Case Report
The patient is an 89 year old female who presented for preoperative clearance for a knee replacement surgery in May 2020 and was found to have a pulmonary nodule on chest x-ray. She reported left sided abdominal pain after eating at that time. She underwent a CT scan of the chest which showed an irregularly shaped nonspecific density involving the left lower lobe of the lung measuring 11 mm as well as multiple bilateral pulmonary nodules measuring 2 to 4 mm. She then underwent a PET scan which showed a 6 cm hypermetabolic mass in the proximal stomach with associated hypermetabolic perigastric lymphadenopathy. The lung lesions were PET negative and thought to be non-malignant. She underwent an EGD in October 2020 which showed a fungating mass in the gastric cardiac. Pathology was consistent with a poorly differentiated invasive adenocarcinoma, intestinal type.
The patient was deemed not to be a surgical candidate due to advanced malignancy and age. She was started on chemoradiation with carboplatin and paclitaxel. She completed 45 Gray and 5 cycles of chemotherapy. A PET/CT following completion of these therapies showed multifocal PET avid metastatic disease in the liver as well as metastatic lymphadenopathy to the portacaval and left para-aortic lymph nodes. Next generation sequencing was obtained and showed a PD-L1 CPS score of 50.

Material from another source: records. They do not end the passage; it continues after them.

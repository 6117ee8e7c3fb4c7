use dentiq_core::StaffRole;
use serde::{Deserialize, Serialize};
use std::net::SocketAddr;

#[derive(Debug, Clone, Serialize, Deserialize, Default)]
pub struct AppConfig {
    #[serde(default)]
    pub server: ServerConfig,
    #[serde(default)]
    pub storage: StorageConfig,
    #[serde(default)]
    pub logging: LoggingConfig,
    /// Seed data applied at startup (staff directory, treatment catalog)
    #[serde(default)]
    pub bootstrap: BootstrapConfig,
}

impl AppConfig {
    pub fn validate(&self) -> Result<(), String> {
        // Server validations
        if self.server.port == 0 {
            return Err("server.port must be > 0".into());
        }
        if self.server.body_limit_bytes == 0 {
            return Err("server.body_limit_bytes must be > 0".into());
        }
        // Logging validation
        let lvl = self.logging.level.to_ascii_lowercase();
        let valid_levels = ["trace", "debug", "info", "warn", "error", "off"];
        if !valid_levels.contains(&lvl.as_str()) {
            return Err(format!("logging.level must be one of {valid_levels:?}"));
        }
        // Storage validation - only the in-memory backend ships today
        if self.storage.backend != "memory" {
            return Err(format!(
                "storage.backend '{}' is not supported (expected 'memory')",
                self.storage.backend
            ));
        }
        Ok(())
    }

    pub fn addr(&self) -> SocketAddr {
        use std::net::{IpAddr, Ipv4Addr};
        let host: IpAddr = self
            .server
            .host
            .parse()
            .unwrap_or(IpAddr::V4(Ipv4Addr::new(0, 0, 0, 0)));
        SocketAddr::from((host, self.server.port))
    }
}

#[derive(Debug, Clone, Serialize, Deserialize)]
pub struct ServerConfig {
    #[serde(default = "default_host")]
    pub host: String,
    #[serde(default = "default_port")]
    pub port: u16,
    #[serde(default = "default_body_limit")]
    pub body_limit_bytes: usize,
}

impl Default for ServerConfig {
    fn default() -> Self {
        Self {
            host: default_host(),
            port: default_port(),
            body_limit_bytes: default_body_limit(),
        }
    }
}

fn default_host() -> String {
    "0.0.0.0".to_string()
}

fn default_port() -> u16 {
    8090
}

fn default_body_limit() -> usize {
    1024 * 1024
}

#[derive(Debug, Clone, Serialize, Deserialize)]
pub struct StorageConfig {
    #[serde(default = "default_backend")]
    pub backend: String,
}

impl Default for StorageConfig {
    fn default() -> Self {
        Self {
            backend: default_backend(),
        }
    }
}

fn default_backend() -> String {
    "memory".to_string()
}

#[derive(Debug, Clone, Serialize, Deserialize)]
pub struct LoggingConfig {
    #[serde(default = "default_log_level")]
    pub level: String,
}

impl Default for LoggingConfig {
    fn default() -> Self {
        Self {
            level: default_log_level(),
        }
    }
}

fn default_log_level() -> String {
    "info".to_string()
}

/// Startup seed data. The in-memory backend starts empty; clinics load their
/// staff directory and treatment catalog from here.
#[derive(Debug, Clone, Serialize, Deserialize, Default)]
pub struct BootstrapConfig {
    #[serde(default)]
    pub staff: Vec<StaffSeed>,
    #[serde(default)]
    pub treatments: Vec<TreatmentSeed>,
}

#[derive(Debug, Clone, Serialize, Deserialize)]
pub struct StaffSeed {
    pub id: String,
    pub clinic_id: String,
    pub role: StaffRole,
    #[serde(default)]
    pub display_name: Option<String>,
}

#[derive(Debug, Clone, Serialize, Deserialize)]
pub struct TreatmentSeed {
    pub id: String,
    pub clinic_id: String,
    pub name: String,
    pub price: i64,
}

pub mod loader {
    use super::AppConfig;
    use config::{Config, Environment, File};
    use std::path::PathBuf;

    pub fn load_config(path: Option<&str>) -> Result<AppConfig, String> {
        let mut builder = Config::builder();
        match path {
            Some(p) => {
                let pathbuf = PathBuf::from(p);
                if pathbuf.exists() {
                    builder = builder.add_source(File::from(pathbuf));
                }
            }
            None => {
                // Try default root-level file
                let default_path = PathBuf::from("dentiq.toml");
                if default_path.exists() {
                    builder = builder.add_source(File::from(default_path));
                }
            }
        }
        // Environment variable overrides, e.g., DENTIQ__SERVER__PORT=9090
        builder = builder.add_source(
            Environment::with_prefix("DENTIQ")
                .try_parsing(true)
                .separator("__"),
        );
        let cfg = builder
            .build()
            .map_err(|e| format!("config build error: {e}"))?;
        let merged: AppConfig = cfg
            .try_deserialize()
            .map_err(|e| format!("config deserialize error: {e}"))?;
        // Validate
        merged.validate()?;
        Ok(merged)
    }
}

#[cfg(test)]
mod tests {
    use super::*;

    #[test]
    fn test_default_config_is_valid() {
        let cfg = AppConfig::default();
        assert!(cfg.validate().is_ok());
        assert_eq!(cfg.server.port, 8090);
        assert_eq!(cfg.storage.backend, "memory");
        assert_eq!(cfg.logging.level, "info");
    }

    #[test]
    fn test_validate_rejects_bad_port() {
        let mut cfg = AppConfig::default();
        cfg.server.port = 0;
        assert!(cfg.validate().is_err());
    }

    #[test]
    fn test_validate_rejects_unknown_backend() {
        let mut cfg = AppConfig::default();
        cfg.storage.backend = "postgres".into();
        let err = cfg.validate().unwrap_err();
        assert!(err.contains("postgres"));
    }

    #[test]
    fn test_validate_rejects_unknown_log_level() {
        let mut cfg = AppConfig::default();
        cfg.logging.level = "verbose".into();
        assert!(cfg.validate().is_err());
    }

    #[test]
    fn test_addr_falls_back_to_wildcard_on_bad_host() {
        let mut cfg = AppConfig::default();
        cfg.server.host = "not-an-ip".into();
        assert_eq!(cfg.addr().to_string(), "0.0.0.0:8090");
    }

    #[test]
    fn test_bootstrap_deserializes_from_toml() {
        let toml = r#"
            [server]
            port = 9000

            [[bootstrap.staff]]
            id = "u1"
            clinic_id = "clinic-1"
            role = "receptionist"

            [[bootstrap.treatments]]
            id = "t1"
            clinic_id = "clinic-1"
            name = "Basic Cleaning"
            price = 75
        "#;
        let cfg: AppConfig = toml::from_str(toml).unwrap();
        assert_eq!(cfg.server.port, 9000);
        assert_eq!(cfg.bootstrap.staff.len(), 1);
        assert_eq!(cfg.bootstrap.staff[0].role, StaffRole::Receptionist);
        assert_eq!(cfg.bootstrap.treatments[0].price, 75);
    }
}
use serde::{Deserialize, Serialize};

/// A clinic-scoped treatment catalog entry.
///
/// Prices are in minor currency units.
#[derive(Debug, Clone, PartialEq, Eq, Serialize, Deserialize)]
pub struct Treatment {
    pub id: String,
    pub clinic_id: String,
    pub name: String,
    pub price: i64,
}

impl Treatment {
    pub fn new(
        id: impl Into<String>,
        clinic_id: impl Into<String>,
        name: impl Into<String>,
        price: i64,
    ) -> Self {
        Self {
            id: id.into(),
            clinic_id: clinic_id.into(),
            name: name.into(),
            price,
        }
    }

    /// Case-insensitive catalog match against an appointment's treatment-type
    /// string: the treatment name must contain the queried string.
    pub fn matches(&self, treatment_type: &str) -> bool {
        self.name
            .to_lowercase()
            .contains(&treatment_type.to_lowercase())
    }
}

#[cfg(test)]
mod tests {
    use super::*;

    #[test]
    fn test_matches_is_case_insensitive_contains() {
        let t = Treatment::new("t1", "clinic-1", "Basic Cleaning", 7500);
        assert!(t.matches("cleaning"));
        assert!(t.matches("Cleaning"));
        assert!(t.matches("BASIC"));
        assert!(!t.matches("whitening"));
    }

    #[test]
    fn test_matches_empty_query_matches_everything() {
        let t = Treatment::new("t1", "clinic-1", "Root Canal", 40000);
        assert!(t.matches(""));
    }
}
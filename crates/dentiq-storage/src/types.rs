//! Insert-row types accepted by the stores.

use dentiq_core::{InvoiceStatus, NotificationKind};
use serde::{Deserialize, Serialize};
use time::Date;

/// Row to insert into the notifications store.
///
/// Field set mirrors the notification-creation collaborator interface:
/// `(clinic, user, kind, title, message, link, entity_type, entity_id)`.
#[derive(Debug, Clone, PartialEq, Serialize, Deserialize)]
pub struct NewNotification {
    pub clinic_id: String,
    pub user_id: String,
    pub kind: NotificationKind,
    pub title: String,
    pub message: String,
    pub link: String,
    pub entity_type: String,
    pub entity_id: String,
}

/// Row to insert into the invoices store.
#[derive(Debug, Clone, PartialEq, Serialize, Deserialize)]
pub struct NewInvoice {
    pub clinic_id: String,
    pub appointment_id: String,
    pub number: String,
    pub status: InvoiceStatus,
    pub total_amount: i64,
    pub due_date: Date,
}

/// Line row inserted together with its invoice.
#[derive(Debug, Clone, PartialEq, Eq, Serialize, Deserialize)]
pub struct NewInvoiceItem {
    pub description: String,
    pub quantity: u32,
    pub unit_price: i64,
}
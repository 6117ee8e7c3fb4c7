use serde::{Deserialize, Serialize};
use std::fmt;

/// A recognized built-in workflow preset.
///
/// Clinics either run one of these presets or a legacy/custom template; the
/// latter never reaches the preset trigger tables and is served by the hardcoded
/// fallback switch instead. The two paths are kept separate on purpose: their
/// trigger sets differ and collapsing them would change behavior for clinics
/// that never adopted the preset system.
#[derive(Debug, Clone, Copy, PartialEq, Eq, Serialize, Deserialize)]
pub enum WorkflowTemplate {
    DefaultClinic,
    FullClinic,
}

impl WorkflowTemplate {
    pub const DEFAULT_CLINIC: &'static str = "default_clinic_workflow";
    pub const FULL_CLINIC: &'static str = "full_clinic_workflow";

    /// Resolves a raw template string to a recognized preset.
    ///
    /// `None` (template absent, or any string outside the two presets) selects
    /// the legacy fallback path.
    pub fn recognize(raw: Option<&str>) -> Option<WorkflowTemplate> {
        match raw {
            Some(Self::DEFAULT_CLINIC) => Some(WorkflowTemplate::DefaultClinic),
            Some(Self::FULL_CLINIC) => Some(WorkflowTemplate::FullClinic),
            _ => None,
        }
    }

    pub fn as_str(&self) -> &'static str {
        match self {
            WorkflowTemplate::DefaultClinic => Self::DEFAULT_CLINIC,
            WorkflowTemplate::FullClinic => Self::FULL_CLINIC,
        }
    }
}

impl fmt::Display for WorkflowTemplate {
    fn fmt(&self, f: &mut fmt::Formatter<'_>) -> fmt::Result {
        f.write_str(self.as_str())
    }
}
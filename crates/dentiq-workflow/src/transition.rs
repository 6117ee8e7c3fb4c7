use dentiq_core::VisitState;
use std::fmt;

/// An observed `(from, to)` state pair.
///
/// Renders as `"<FROM> -> <TO>"`, the exact key form used by the legacy
/// switch and carried in log fields.
#[derive(Debug, Clone, Copy, PartialEq, Eq, Hash)]
pub struct TransitionKey {
    pub from: VisitState,
    pub to: VisitState,
}

impl TransitionKey {
    pub fn new(from: VisitState, to: VisitState) -> Self {
        Self { from, to }
    }

    /// The billing transition, on which invoice synthesis always runs
    /// regardless of the template path.
    pub fn is_billing(&self) -> bool {
        self.from == VisitState::ReadyForBilling && self.to == VisitState::Billed
    }
}

impl fmt::Display for TransitionKey {
    fn fmt(&self, f: &mut fmt::Formatter<'_>) -> fmt::Result {
        write!(f, "{} -> {}", self.from, self.to)
    }
}

#[cfg(test)]
mod tests {
    use super::*;

    #[test]
    fn test_key_string_form() {
        let key = TransitionKey::new(VisitState::CheckedIn, VisitState::ReadyForExam);
        assert_eq!(key.to_string(), "CHECKED_IN -> READY_FOR_EXAM");
    }

    #[test]
    fn test_is_billing() {
        assert!(TransitionKey::new(VisitState::ReadyForBilling, VisitState::Billed).is_billing());
        assert!(!TransitionKey::new(VisitState::Billed, VisitState::ReadyForBilling).is_billing());
        assert!(
            !TransitionKey::new(VisitState::Billed, VisitState::PaymentCompleted).is_billing()
        );
    }
}
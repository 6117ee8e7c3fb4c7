use thiserror::Error;

/// Core error types for Dentiq domain operations
#[derive(Debug, Error)]
pub enum CoreError {
    #[error("Invalid visit state: {0}")]
    InvalidVisitState(String),

    #[error("Invalid staff role: {0}")]
    InvalidStaffRole(String),

    #[error("Invalid invoice status: {0}")]
    InvalidInvoiceStatus(String),

    #[error("JSON serialization error: {0}")]
    JsonError(#[from] serde_json::Error),

    #[error("Time parsing error: {0}")]
    TimeError(#[from] time::error::Parse),

    #[error("UUID error: {0}")]
    UuidError(#[from] uuid::Error),

    #[error("Invalid entity data: {message}")]
    InvalidEntity { message: String },

    #[error("Configuration error: {0}")]
    Configuration(String),
}

impl CoreError {
    /// Create a new InvalidVisitState error
    pub fn invalid_visit_state(state: impl Into<String>) -> Self {
        Self::InvalidVisitState(state.into())
    }

    /// Create a new InvalidStaffRole error
    pub fn invalid_staff_role(role: impl Into<String>) -> Self {
        Self::InvalidStaffRole(role.into())
    }

    /// Create a new InvalidInvoiceStatus error
    pub fn invalid_invoice_status(status: impl Into<String>) -> Self {
        Self::InvalidInvoiceStatus(status.into())
    }

    /// Create a new InvalidEntity error
    pub fn invalid_entity(message: impl Into<String>) -> Self {
        Self::InvalidEntity {
            message: message.into(),
        }
    }

    /// Create a new Configuration error
    pub fn configuration(message: impl Into<String>) -> Self {
        Self::Configuration(message.into())
    }

    /// Check if this error is a client error (4xx category)
    pub fn is_client_error(&self) -> bool {
        matches!(
            self,
            Self::InvalidVisitState(_)
                | Self::InvalidStaffRole(_)
                | Self::InvalidInvoiceStatus(_)
                | Self::InvalidEntity { .. }
                | Self::JsonError(_)
        )
    }

    /// Check if this error is a server error (5xx category)
    pub fn is_server_error(&self) -> bool {
        !self.is_client_error()
    }
}

pub type Result<T> = std::result::Result<T, CoreError>;

#[cfg(test)]
mod tests {
    use super::*;

    #[test]
    fn test_error_display() {
        let err = CoreError::invalid_visit_state("SOMEWHERE");
        assert_eq!(err.to_string(), "Invalid visit state: SOMEWHERE");

        let err = CoreError::invalid_entity("missing appointment id");
        assert_eq!(err.to_string(), "Invalid entity data: missing appointment id");
    }

    #[test]
    fn test_error_categories() {
        assert!(CoreError::invalid_visit_state("X").is_client_error());
        assert!(CoreError::invalid_staff_role("X").is_client_error());
        assert!(!CoreError::configuration("bad").is_client_error());
        assert!(CoreError::configuration("bad").is_server_error());
    }
}
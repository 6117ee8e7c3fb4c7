use axum::{
    body::Body,
    http::{HeaderName, HeaderValue, Request, StatusCode},
    middleware::Next,
    response::{IntoResponse, Response},
};
use serde_json::json;
use uuid::Uuid;

/// Request-id middleware: preserve an inbound `x-request-id` or generate one,
/// expose it to handlers through extensions and echo it on the response.
pub async fn request_id(mut req: Request<Body>, next: Next) -> Response {
    let header_name = HeaderName::from_static("x-request-id");

    let req_id_value = req
        .headers()
        .get(&header_name)
        .cloned()
        .unwrap_or_else(|| HeaderValue::from_str(&Uuid::new_v4().to_string()).unwrap());

    req.extensions_mut().insert(req_id_value.clone());

    let mut res = next.run(req).await;

    res.headers_mut().insert(header_name, req_id_value);

    res
}

/// Content negotiation: accept JSON for Accept, and require a JSON
/// Content-Type on POST/PUT bodies.
pub async fn content_negotiation(req: Request<Body>, next: Next) -> Response {
    let accepts_hdr = req.headers().get("accept").and_then(|v| v.to_str().ok());
    let accept_ok = accepts_hdr
        .map(|v| {
            let v = v.to_ascii_lowercase();
            v.contains("application/json") || v.contains("*/*")
        })
        .unwrap_or(true); // if missing, treat as ok per HTTP defaults

    if !accept_ok {
        return error_response(
            StatusCode::NOT_ACCEPTABLE,
            "Only application/json is supported in Accept",
        );
    }

    let method = req.method().clone();
    let needs_body_type = method == axum::http::Method::POST || method == axum::http::Method::PUT;

    if needs_body_type {
        let content_length = req
            .headers()
            .get("content-length")
            .and_then(|v| v.to_str().ok())
            .and_then(|s| s.parse::<u64>().ok())
            .unwrap_or(0);

        if content_length > 0 {
            let content_ok = req
                .headers()
                .get("content-type")
                .and_then(|v| v.to_str().ok())
                .map(|s| s.to_ascii_lowercase().starts_with("application/json"))
                .unwrap_or(false);

            if !content_ok {
                return error_response(
                    StatusCode::UNSUPPORTED_MEDIA_TYPE,
                    "Request bodies must be application/json",
                );
            }
        }
    }

    next.run(req).await
}

fn error_response(status: StatusCode, message: &str) -> Response {
    let body = json!({
        "error": {
            "code": "unsupported_media_type",
            "message": message,
        }
    });
    (status, axum::Json(body)).into_response()
}
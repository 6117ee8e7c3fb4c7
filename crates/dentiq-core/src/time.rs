use time::{Date, OffsetDateTime};

/// Current instant in UTC. All persisted timestamps go through this.
pub fn now_utc() -> OffsetDateTime {
    OffsetDateTime::now_utc()
}

/// Current calendar date in UTC. Used for invoice due dates.
pub fn today_utc() -> Date {
    OffsetDateTime::now_utc().date()
}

In February 2021 the patient initiated pembrolizumab 200 mg IV every 3 weeks. After three cycles a surveillance CT in May 2021 showed resolution of the mass in the proximal stomach as well as resolution of the adjacent perigastric lymphadenopathy. Multiple subcentimeter low-density lesions were again visualized in the liver.
In June of 2021, after three cycles of immunotherapy, the patient developed a ruptured left knee popliteal cyst associated with significant pain. She became much more sedentary because of this and also began to experience lack of appetite and fatigue. Thyroid studies, ACTH, and morning cortisol were all within normal levels. There was therefore no evidence that this was related to treatment with immunotherapy at the time. Treatment was held to allow time for the patient to recover. She showed significant improvement and at follow-up in August 2021 was back to her baseline. CT imaging performed at that time showed a decrease in size in the hepatic lesions, with a decrease in the largest lesion from 2.6 cm to 0.8 cm. The portacaval and para-aortic lymph nodes were also noted to have decreased in size. The gastric mass was again not visualized. Given that the imaging showed continued improvement in the disease despite the patient not having received immunotherapy since May 2021, the decision was made to continue to monitor off of all therapy.
Imaging was again performed in February 2022 with only one of three liver metastases still visible (Figure 1). The previously identified portacaval lymph node had resolved. She was again continued off of therapy given the remarkable durable response she attained with only three doses of immunotherapy.